Em meio ao desgaste provocado pela última pesquisa de avaliação administrativa — na qual apareceu como o prefeito mais mal avaliado do Acre — o gestor de Cruzeiro do Sul, Zequinha Lima, cumpriu agenda institucional em Rio Branco ao lado do prefeito da Capital, Tião Bocalom. O encontro, oficialmente voltado à troca de experiências na área da agricultura familiar, ocorre em um momento estratégico para o prefeito do Vale do Juruá, que tenta reposicionar sua imagem política.

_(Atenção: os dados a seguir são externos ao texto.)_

impl FakeAttachments {
    fn with(doc_id: &str, name: &str, bytes: &[u8]) -> Self {
        let mut objects = HashMap::new();
        objects.insert(
            format!("{}/{}", doc_id, name),
            Attachment {
                bytes: bytes.to_vec(),
                content_type: "image/jpeg".to_string(),
            },
        );
        Self {
            objects,
            deleted: Mutex::new(Vec::new()),
        }
    }
}

#[async_trait]
impl AttachmentStore for FakeAttachments {
    async fn get_attachment(&self, doc_id: &str, name: &str) -> StorageResult<Attachment> {
        let key = format!("{}/{}", doc_id, name);
        self.objects
            .get(&key)
            .cloned()
            .ok_or_else(|| StorageError::not_found(key))
    }

    async fn delete_attachments(&self, doc_id: &str) -> StorageResult<u32> {
        self.deleted.lock().unwrap().push(doc_id.to_string());
        let prefix = format!("{}/", doc_id);
        Ok(self.objects.keys().filter(|k| k.starts_with(&prefix)).count() as u32)
    }

    async fn check_connectivity(&self) -> StorageResult<()> {
        Ok(())
    }
}

fn app(config: ApiConfig, catalog: FakeCatalog, attachments: FakeAttachments) -> Router {
    let state = AppState::with_backends(config, Arc::new(catalog), Arc::new(attachments));
    create_router(state, None)
}

fn admin_config() -> ApiConfig {
    ApiConfig {
        admin: Some(AdminCredentials {
            username: "admin".to_string(),
            password: "secret".to_string(),
        }),
        ..ApiConfig::default()
    }
}

async fn send(app: Router, request: Request<Body>) -> (StatusCode, axum::http::HeaderMap, Vec<u8>) {
    let response = app.oneshot(request).await.unwrap();
    let status = response.status();
    let headers = response.headers().clone();
    let body = axum::body::to_bytes(response.into_body(), usize::MAX)
        .await
        .unwrap();
    (status, headers, body.to_vec())
}

async fn get_json(app: Router, uri: &str) -> (StatusCode, Value) {
    let request = Request::get(uri)
        .header(header::HOST, "vision.local")
        .body(Body::empty())
        .unwrap();
    let (status, _, body) = send(app, request).await;
    (status, serde_json::from_slice(&body).unwrap())
}

fn face(name: &str, score: f64) -> Value {
    json!({"identity": {"name": name}, "score": score})
}

fn keyword(class: &str, score: f64) -> Value {
    json!({"class": class, "score": score})
}

fn frame(id: &str, video: &str, timecode: f64, faces: Vec<Value>, keywords: Vec<Value>) -> Value {
    json!({
        "id": id,
        "video_id": video,
        "frame_timecode": timecode,
        "analysis": {"face_detection": faces, "image_keywords": keywords}
    })
}

fn video_catalog() -> FakeCatalog {
    FakeCatalog::with_images(
        &["video-1"],
        vec![
            frame("f1", "video-1", 1.0, vec![face("Alice", 0.9), face("Bob", 0.9)], vec![keyword("cat", 0.7)]),
            frame("f2", "video-1", 2.0, vec![face("Alice", 0.86), face("Bob", 0.9)], vec![keyword("dog", 0.65)]),
            frame("f3", "video-1", 3.0, vec![face("Alice", 0.5)], vec![keyword("bird", 0.5)]),
            frame("other", "video-2", 1.0, vec![face("Alice", 0.99)], vec![]),
            json!({"id": "upload-1", "name": "beach.jpg"}),
        ],
    )
}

Recebido com entusiasmo por Bocalom — que o chamou de “grande líder do Juruá” — Zequinha visitou o complexo agroindustrial da agricultura familiar instalado em Rio Branco. O espaço reúne maquinários destinados ao beneficiamento de arroz, feijão e milho e faz parte da aposta da gestão no fortalecimento do setor primário como motor da economia local.
Bocalom fez questão de apresentar o projeto ao colega por enxergar afinidade na pauta do agronegócio. Segundo ele, o Acre tem potencial produtivo semelhante ao de estados como Mato Grosso e Rondônia, defendendo que o investimento na terra é caminho para impulsionar o desenvolvimento econômico estadual.
Zequinha, por sua vez, elogiou a iniciativa e afirmou que pretende adotar modelo semelhante em Cruzeiro do Sul, especialmente voltado à cadeia produtiva do café — cultura que vem sendo incentivada no Vale do Juruá. O prefeito ressaltou que agregar valor à produção local significa gerar emprego, reduzir a dependência de produtos importados de outras regiões e manter a circulação de renda dentro do próprio município.
Para além do discurso técnico, a agenda carrega peso político. Em um cenário pré-eleitoral, alianças e aproximações estratégicas ganham relevância. Nos bastidores, cresce a leitura de que gestores com baixa avaliação popular tendem a se tornar ativos políticos menos atrativos. Tradicionalmente, pré-candidatos ao governo evitam vincular suas imagens a administrações mal avaliadas, o que amplia o desafio de Zequinha no tabuleiro político estadual.
A aproximação com Bocalom levanta questionamentos sobre possíveis alinhamentos futuros. Embora o encontro tenha sido apresentado como institucional, a sinalização pública de parceria pode indicar tentativa de fortalecimento regional e construção de pontes políticas. Resta saber se o gesto representará apoio mútuo em projetos eleitorais ou se ficará restrito à cooperação administrativa.